# Eurotunnel frequent traveller deal. Worth it?



## adonisito (Nov 6, 2009)

It costs 390 pounds for 10 off peak journeys payable in advance as I understand it. We travel about 5 times a year on the tunnel (using the requiste minimum 10 trips), has anybody used this scheme, does it work? Have you found any catches? Wouldn't want to shell out the cash if there are hidden drawbacks.

Thanks all.


----------



## peejay (May 10, 2005)

Hi,

According to the t&c's there is an additional supplement for motorhomes, doesn't say by how much though....

_*4.2 The Fare is valid for cars, vans and motorcycles only. Supplements will be payable if you are planning to travel with a minibus, campervan or are towing a trailer or caravan. Supplements are also payable for pets. Please call the Contact Centre for details of the relevant supplements which may vary.*_

Pete


----------



## GEMMY (Jun 19, 2006)

You do realise that a supplement is payable?

4. Bookings

4.1 To travel using Frequent Traveller Account, the Frequent Traveller must make a booking in advance of travel via the Eurotunnel website or the Contact Centre. Bookings cannot be made at Check-In. In order to make a booking the Frequent Traveller must quote his/her Account Number and password. The Frequent Traveller will be given a booking reference. All bookings are subject to availability.

4.2 The Fare is valid for cars, vans and motorcycles only. Supplements will be payable if you are planning to travel with a minibus, campervan or are towing a trailer or caravan. Supplements are also payable for pets. Please call the Contact Centre for details of the relevant supplements which may vary.


tony


----------



## Mashy (Apr 28, 2007)

*Eurotunnel frequent traveller*

I believe there is an additional charge for a motorhome using this package.
It still makes the scheme competitively priced.
Regards
Mashy


----------



## adonisito (Nov 6, 2009)

There you are you see, the value of this site, no, I didn't realise there was a supplement for vans AND we travel with a dog, though I still suspect it might be good value. The off peak times suit us and to make such savings in other ways (although I haven't seen supplements yet) would mean my wife spending 300 quid a week in Tesco!


----------



## teemyob (Nov 22, 2005)

*Journeys*

P&O Dover Calais is £270 for 5 Return trips by Car. Motorhomes can be taken but you have to pay the supplements up-front.

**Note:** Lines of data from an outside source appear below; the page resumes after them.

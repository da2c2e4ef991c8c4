//! Execution context for marshalling producer-side work.
//!
//! An [`Execlet`] is a reference-counted task-submission queue owned by a
//! [`Promise`](crate::Promise) for the lifetime of one bridged call. It
//! exists so the producing side can post continuation work onto the
//! execution context that polls the bridged future, rather than running
//! it on whatever thread a completion happens to arrive on.
//!
//! The entire surface is three operations: create ([`Execlet::new`]),
//! release (dropping the last `Arc`), and [`Execlet::submit`].

use parking_lot::Mutex;
use std::collections::VecDeque;
use std::fmt;
use std::sync::Arc;
use std::task::Waker;

/// A unit of work posted onto an execution context.
pub type Task = Box<dyn FnOnce() + Send + 'static>;

/// A reference-counted task-submission queue tying wake delivery to the
/// scheduling context that polls the bridged future.
pub struct Execlet {
    state: Mutex<ExecletState>,
}

struct ExecletState {
    runqueue: VecDeque<Task>,
    waker: Option<Waker>,
}

impl Execlet {
    /// Create a fresh execution context with an empty run queue.
    pub fn new() -> Arc<Self> {
        Arc::new(Execlet {
            state: Mutex::new(ExecletState {
                runqueue: VecDeque::new(),
                waker: None,
            }),
        })
    }

    /// Submit a task for later invocation on this context.
    ///
    /// Wakes the poller registered by the last [`run`](Self::run) so the
    /// task gets drained promptly.
    pub fn submit(&self, task: Task) {
        let waker = {
            let mut state = self.state.lock();
            state.runqueue.push_back(task);
            state.waker.take()
        };
        if let Some(waker) = waker {
            waker.wake();
        }
    }

    /// Drain all queued tasks, then park `waker` for future submissions.
    ///
    /// Tasks run with the queue unlocked so they may submit more work;
    /// the waker is registered under the same lock acquisition that
    /// observed the queue empty, so no submission can slip between the
    /// two.
    pub(crate) fn run(&self, waker: &Waker) {
        let mut state = self.state.lock();
        while let Some(task) = state.runqueue.pop_front() {
            drop(state);
            task();
            state = self.state.lock();
        }
        state.waker = Some(waker.clone());
    }

    /// Number of tasks waiting to run.
    pub fn pending_tasks(&self) -> usize {
        self.state.lock().runqueue.len()
    }
}

impl fmt::Debug for Execlet {
    fn fmt(&self, f: &mut fmt::Formatter<'_>) -> fmt::Result {
        f.debug_struct("Execlet")
            .field("pending_tasks", &self.pending_tasks())
            .finish()
    }
}
//! Recoverable errors surfaced to awaiting callers.
//!
//! Only producer-reported application errors are representable here.
//! Protocol violations (taking a result from an unresolved receiver, a
//! stream observing its own channel as closed mid-yield) are panics at
//! the violating call site, never `Error` values.

/// Crate-wide result alias.
pub type Result<T> = std::result::Result<T, Error>;

/// Error surfaced when a bridged call resolves with a failure.
#[derive(Debug, thiserror::Error)]
pub enum Error {
    /// The producing side reported an application error. Carries the
    /// message string exactly as it crossed the boundary.
    #[error("bridged call failed: {0}")]
    Failed(String),
}

impl Error {
    /// Build an [`Error::Failed`] from any message.
    pub fn failed<S: Into<String>>(message: S) -> Self {
        Error::Failed(message.into())
    }

    /// The message as reported by the producing side.
    pub fn message(&self) -> &str {
        match self {
            Error::Failed(message) => message,
        }
    }

    /// Consume the error, yielding the reported message.
    pub fn into_message(self) -> String {
        match self {
            Error::Failed(message) => message,
        }
    }
}
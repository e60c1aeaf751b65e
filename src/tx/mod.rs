//! Transaction assembly with fee selection, signing and broadcast

mod assembler;
mod draft;
mod gas;
mod sender;

pub use assembler::TransactionAssembler;
pub use draft::TransactionDraft;
pub use sender::TransactionSender;
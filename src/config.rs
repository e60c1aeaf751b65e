//! Configuration management for ethwrap
//!
//! Loads configuration from a TOML file with environment variable substitution.

use crate::error::{WalletError, WalletResult};

use lazy_static::lazy_static;
use regex::Regex;
use serde::Deserialize;
use std::env;
use std::path::{Path, PathBuf};

/// Intrinsic gas cost of a plain value transfer
pub const TRANSFER_GAS: u64 = 21_000;

/// Root configuration structure
#[derive(Debug, Clone, Deserialize)]
#[serde(deny_unknown_fields)]
pub struct Settings {
    pub network: NetworkConfig,
    #[serde(default)]
    pub gas: GasConfig,
    #[serde(default)]
    pub wallet: WalletConfig,
}

#[derive(Debug, Clone, Deserialize)]
#[serde(deny_unknown_fields)]
pub struct NetworkConfig {
    pub rpc_url: String,
    #[serde(default = "default_timeout_secs")]
    pub timeout_secs: u64,
}

#[derive(Debug, Clone, Deserialize, PartialEq, Eq)]
#[serde(deny_unknown_fields)]
pub struct GasConfig {
    /// Upper bound handed to the node when estimating contract calls
    #[serde(default = "default_gas_limit")]
    pub default_limit: u64,
    /// Ceiling for the legacy gas price and the EIP-1559 priority tip
    #[serde(default = "default_max_gas_price_gwei")]
    pub max_gas_price_gwei: u64,
}

#[derive(Debug, Clone, Deserialize)]
#[serde(deny_unknown_fields)]
pub struct WalletConfig {
    /// Environment variable holding the hex private key used for signing
    #[serde(default = "default_private_key_env")]
    pub private_key_env: String,
}

fn default_timeout_secs() -> u64 {
    30
}

fn default_gas_limit() -> u64 {
    300_000
}

fn default_max_gas_price_gwei() -> u64 {
    200
}

fn default_private_key_env() -> String {
    "ETHWRAP_PRIVATE_KEY".to_string()
}

impl Default for GasConfig {
    fn default() -> Self {
        Self {
            default_limit: default_gas_limit(),
            max_gas_price_gwei: default_max_gas_price_gwei(),
        }
    }
}

impl Default for WalletConfig {
    fn default() -> Self {
        Self {
            private_key_env: default_private_key_env(),
        }
    }
}

impl Settings {
    /// Load settings from an explicit path, `ETHWRAP_CONFIG`, or the default file
    pub fn load(path: Option<&Path>) -> WalletResult<Self> {
        let config_path = match path {
            Some(p) => p.to_path_buf(),
            None => env::var("ETHWRAP_CONFIG")
                .map(PathBuf::from)
                .unwrap_or_else(|_| PathBuf::from("config/default.toml")),
        };

        let config_str = std::fs::read_to_string(&config_path).map_err(|e| {
            WalletError::Config(format!("Failed to read config file {:?}: {}", config_path, e))
        })?;

        let settings = Self::from_toml(&config_str)?;
        tracing::debug!("Loaded configuration from {:?}", config_path);
        Ok(settings)
    }

    /// Parse and validate settings from TOML text
    pub fn from_toml(input: &str) -> WalletResult<Self> {
        // Substitute environment variables
        let config_str = substitute_env_vars(input);

        let settings: Settings = toml::from_str(&config_str)
            .map_err(|e| WalletError::Config(format!("Failed to parse configuration: {}", e)))?;

        settings.validate()?;

        Ok(settings)
    }

    /// Validate configuration
    fn validate(&self) -> WalletResult<()> {
        let url = self.network.rpc_url.trim();
        if url.is_empty() {
            return Err(WalletError::Config("network.rpc_url is empty".to_string()));
        }
        if !(url.starts_with("http://") || url.starts_with("https://")) {
            return Err(WalletError::Config(format!(
                "network.rpc_url must be an http(s) endpoint, got {}",
                url
            )));
        }
        if self.network.timeout_secs == 0 {
            return Err(WalletError::Config(
                "network.timeout_secs must be positive".to_string(),
            ));
        }
        if self.gas.default_limit < TRANSFER_GAS {
            return Err(WalletError::Config(format!(
                "gas.default_limit {} is below the {} gas intrinsic cost",
                self.gas.default_limit, TRANSFER_GAS
            )));
        }
        if self.gas.max_gas_price_gwei == 0 {
            return Err(WalletError::Config(
                "gas.max_gas_price_gwei must be at least 1".to_string(),
            ));
        }

        Ok(())
    }
}

lazy_static! {
    static ref ENV_VAR: Regex = Regex::new(r"\$\{([A-Z_][A-Z0-9_]*)\}").expect("valid env var pattern");
}

/// Substitute environment variables in the format ${VAR_NAME}
fn substitute_env_vars(input: &str) -> String {
    ENV_VAR
        .replace_all(input, |cap: &regex::Captures| {
            env::var(&cap[1]).unwrap_or_default()
        })
        .into_owned()
}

I think P&O is better value if paying, otherwise Eurotunnel with Tesco Deals.

TM


----------



## Skar (Jul 13, 2010)

I've recently bought this and think it's a good deal, the minimum supplement is £9 each way (travel out after 16.00 and back before 14.00). These times suit us and the great advantage of it is that you can stay for any duration. You can book long in advance and amend at no charge online or alternatively book at the last minute, this gives complete flexibility.

We have previously used Tesco vouchers but don't collect enough for the number of trips we want to do each year so my thinking is to save all this years vouchers for next year when I perhaps won't buy the multitrip deal. In theory then we will buy the multitrip every other year.

I much prefer the tunnel to a ferry, no weather problems, less affected by industrial action and a frequent service.


----------



## ICDSUN (Oct 10, 2006)

We have used it the last 2 years £9 supp per trip, always got on the next train without any grief including arriving 2 days early recently, you cannot buy this fare with Tesco vouchers.
The dog price is the same I believe £30


Chris


----------